[Dataset excerpts Boundary: Start]

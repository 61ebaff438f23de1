//! Link resolution engine.
//!
//! One [`Resolver::resolve`] call is one attempt: build the gate URL, open a
//! dedicated rendering session, load the gate with the site's referer, then run
//! the configured extraction stages (dwell, snapshot, scan) until one of them
//! yields the target URL. The session is closed before `resolve` returns, on
//! every path.

use serde::Serialize;
use std::sync::Arc;
use thiserror::Error;
use tokio::time::sleep;
use tracing::{debug, field, info, info_span, warn, Instrument, Span};
use uuid::Uuid;

use crate::browser::{GateSession, SessionFactory};
use crate::config::{ExtractionStage, ResolverConfig};
use crate::extract::find_candidate;
use crate::sites::{self, SiteConfig};
use crate::stealth::BrowserIdentity;

#[derive(Debug, Clone, PartialEq, Eq, Error)]
pub enum ResolutionError {
    /// Unknown site id; not worth retrying
    #[error("site '{0}' is not supported")]
    UnsupportedSite(String),
    /// The gate rendered but no stage found an action element
    #[error("no download link found on the gate page")]
    NotFound,
    /// Launch, navigation or page evaluation failed; safe to retry
    #[error("rendering session failed: {0}")]
    SessionFailure(String),
}

impl ResolutionError {
    /// Stable name used at the HTTP boundary.
    pub fn kind(&self) -> &'static str {
        match self {
            ResolutionError::UnsupportedSite(_) => "UnsupportedSite",
            ResolutionError::NotFound => "NotFound",
            ResolutionError::SessionFailure(_) => "SessionFailure",
        }
    }

    fn session(context: &str, err: anyhow::Error) -> Self {
        ResolutionError::SessionFailure(format!("{}: {:#}", context, err))
    }
}

/// A successfully resolved short link.
#[derive(Debug, Clone, PartialEq, Eq, Serialize)]
pub struct ResolvedLink {
    /// Final destination revealed by the gate
    pub url: String,
    /// Gate page that was rendered
    pub gate_url: String,
    /// Extraction stage that found it
    pub stage: &'static str,
}

/// Where an attempt is in its lifecycle. Phases only move forward.
#[derive(Debug, Clone, Copy, PartialEq, Eq)]
pub enum Phase {
    Idle,
    Constructing,
    Navigating,
    Extracting(&'static str),
    Resolved,
    Failed,
}

#[derive(Debug)]
struct Progress {
    phase: Phase,
}

impl Progress {
    fn new() -> Self {
        Self { phase: Phase::Idle }
    }

    fn advance(&mut self, next: Phase) {
        debug!(from = ?self.phase, to = ?next, "phase");
        self.phase = next;
    }
}

pub struct Resolver {
    sessions: Arc<dyn SessionFactory>,
    identity: BrowserIdentity,
    config: ResolverConfig,
    stages: Vec<ExtractionStage>,
}

impl Resolver {
    pub fn new(sessions: Arc<dyn SessionFactory>, config: ResolverConfig) -> Self {
        let stages = config.stages();
        Self {
            sessions,
            identity: BrowserIdentity::default(),
            config,
            stages,
        }
    }

    pub fn with_identity(mut self, identity: BrowserIdentity) -> Self {
        self.identity = identity;
        self
    }

    pub fn config(&self) -> &ResolverConfig {
        &self.config
    }

    /// Resolve `path_fragment` on `site` to the link hidden behind its gate.
    pub async fn resolve(
        &self,
        site: &str,
        path_fragment: &str,
    ) -> Result<ResolvedLink, ResolutionError> {
        let span = info_span!(
            "resolve",
            attempt = %Uuid::new_v4(),
            site,
            gate_url = field::Empty
        );
        async move {
            let mut progress = Progress::new();
            let outcome = self.attempt(&mut progress, site, path_fragment).await;
            match &outcome {
                Ok(link) => {
                    progress.advance(Phase::Resolved);
                    info!(url = %link.url, stage = link.stage, "✅ Gate resolved");
                }
                Err(e) => {
                    progress.advance(Phase::Failed);
                    warn!(kind = e.kind(), error = %e, "❌ Gate not resolved");
                }
            }
            outcome
        }
        .instrument(span)
        .await
    }

    async fn attempt(
        &self,
        progress: &mut Progress,
        site: &str,
        path_fragment: &str,
    ) -> Result<ResolvedLink, ResolutionError> {
        progress.advance(Phase::Constructing);
        let site = sites::lookup(site)
            .ok_or_else(|| ResolutionError::UnsupportedSite(site.to_string()))?;
        let gate_url = sites::gate_url(site, path_fragment);
        Span::current().record("gate_url", gate_url.as_str());
        info!("🔗 Opening gate");

        let mut session = self
            .sessions
            .open(&self.identity)
            .await
            .map_err(|e| ResolutionError::session("launch", e))?;

        let outcome = self
            .drive(session.as_mut(), progress, site, &gate_url)
            .await;

        if let Err(e) = session.close().await {
            warn!(error = %e, "session teardown reported an error");
        }
        outcome
    }

    async fn drive(
        &self,
        session: &mut dyn GateSession,
        progress: &mut Progress,
        site: &SiteConfig,
        gate_url: &str,
    ) -> Result<ResolvedLink, ResolutionError> {
        progress.advance(Phase::Navigating);
        session
            .set_referer(site.referer)
            .await
            .map_err(|e| ResolutionError::session("referer", e))?;
        session
            .navigate(gate_url, self.config.navigation_timeout)
            .await
            .map_err(|e| ResolutionError::session("navigation", e))?;

        for stage in &self.stages {
            progress.advance(Phase::Extracting(stage.name));
            if !stage.dwell.is_zero() {
                debug!(stage = stage.name, dwell = ?stage.dwell, "waiting for gate timers");
                sleep(stage.dwell).await;
            }

            let snapshot = session
                .snapshot()
                .await
                .map_err(|e| ResolutionError::session("snapshot", e))?;

            match find_candidate(&snapshot, &stage.phrases, stage.rules) {
                Some(candidate) => {
                    debug!(
                        stage = stage.name,
                        tag = %candidate.tag,
                        phrase = %candidate.phrase,
                        source = ?candidate.source,
                        position = candidate.position,
                        "candidate found"
                    );
                    return Ok(ResolvedLink {
                        url: candidate.url,
                        gate_url: gate_url.to_string(),
                        stage: stage.name,
                    });
                }
                None => debug!(
                    stage = stage.name,
                    elements = snapshot.elements.len(),
                    "no candidate"
                ),
            }
        }

        Err(ResolutionError::NotFound)
    }
}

[Dataset excerpts Boundary: End]

Activity ▸ Only an exact copy of the lines from the beginning of the listing through the line with "one of them", both included, belongs in the answer.

Task solution ▸
repository 61ebaff438f23de1
//! Link resolution engine.
//!
//! One [`Resolver::resolve`] call is one attempt: build the gate URL, open a
//! dedicated rendering session, load the gate with the site's referer, then run
//! the configured extraction stages (dwell, snapshot, scan) until one of them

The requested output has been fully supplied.